Dataset entries

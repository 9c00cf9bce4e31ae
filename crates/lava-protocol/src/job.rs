//! Job status and listing types.

use chrono::{DateTime, Utc};
use serde::{Deserialize, Serialize};

/// Scheduler job identifier.
pub type JobId = i64;

/// Job record as returned by the job "show" call.
#[derive(Debug, Clone, Default, PartialEq, Serialize, Deserialize)]
pub struct JobStatus {
    pub id: JobId,
    #[serde(default)]
    pub description: String,
    #[serde(default)]
    pub device_type: String,
    /// Hostname of the device the job ran on (empty while queued).
    #[serde(default)]
    pub device: String,
    /// "Submitted", "Scheduled", "Running", "Canceling", "Finished".
    #[serde(default)]
    pub state: String,
    /// "Unknown", "Complete", "Incomplete", "Canceled".
    #[serde(default)]
    pub health: String,
    #[serde(default, skip_serializing_if = "Option::is_none")]
    pub submit_time: Option<DateTime<Utc>>,
    #[serde(default, skip_serializing_if = "Option::is_none")]
    pub start_time: Option<DateTime<Utc>>,
    #[serde(default, skip_serializing_if = "Option::is_none")]
    pub end_time: Option<DateTime<Utc>>,
    #[serde(default)]
    pub failure_comment: String,
    #[serde(default)]
    pub health_check: bool,
    #[serde(default)]
    pub pipeline: bool,
    #[serde(default)]
    pub tags: Vec<String>,
    #[serde(default)]
    pub visibility: String,
    #[serde(default)]
    pub submitter: String,
}

impl JobStatus {
    /// Returns true once the scheduler has finished the job
    pub fn is_finished(&self) -> bool {
        self.state.eq_ignore_ascii_case("finished")
    }
}

/// One row of the scheduler's job list.
#[derive(Debug, Clone, PartialEq, Eq, Serialize, Deserialize)]
pub struct JobListing {
    pub id: JobId,
    #[serde(default)]
    pub description: String,
    #[serde(default)]
    pub device_type: String,
    #[serde(default)]
    pub health: String,
    #[serde(default)]
    pub state: String,
    #[serde(default)]
    pub submitter: String,
}

/// Filter for the job list call.
#[derive(Debug, Clone, PartialEq, Eq, Serialize, Deserialize)]
pub struct JobQuery {
    /// Job state filter (empty = any).
    #[serde(default)]
    pub state: String,
    /// Job health filter (empty = any).
    #[serde(default)]
    pub health: String,
    /// Offset into the result set.
    #[serde(default)]
    pub start: u32,
    /// Maximum number of rows.
    pub limit: u32,
}

impl Default for JobQuery {
    fn default() -> Self {
        Self {
            state: String::new(),
            health: String::new(),
            start: 0,
            limit: 25,
        }
    }
}

/// A single complaint from the scheduler's job validator.
#[derive(Debug, Clone, PartialEq, Eq, Serialize, Deserialize)]
pub struct ValidationIssue {
    /// Path of the offending key in the definition.
    pub key: String,
    pub message: String,
}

WHAT IS BEING ASKED
Count up the lines in the entries that hold "JobQuery", and respond with that count and no other text.

EXERCISE OUTPUT
2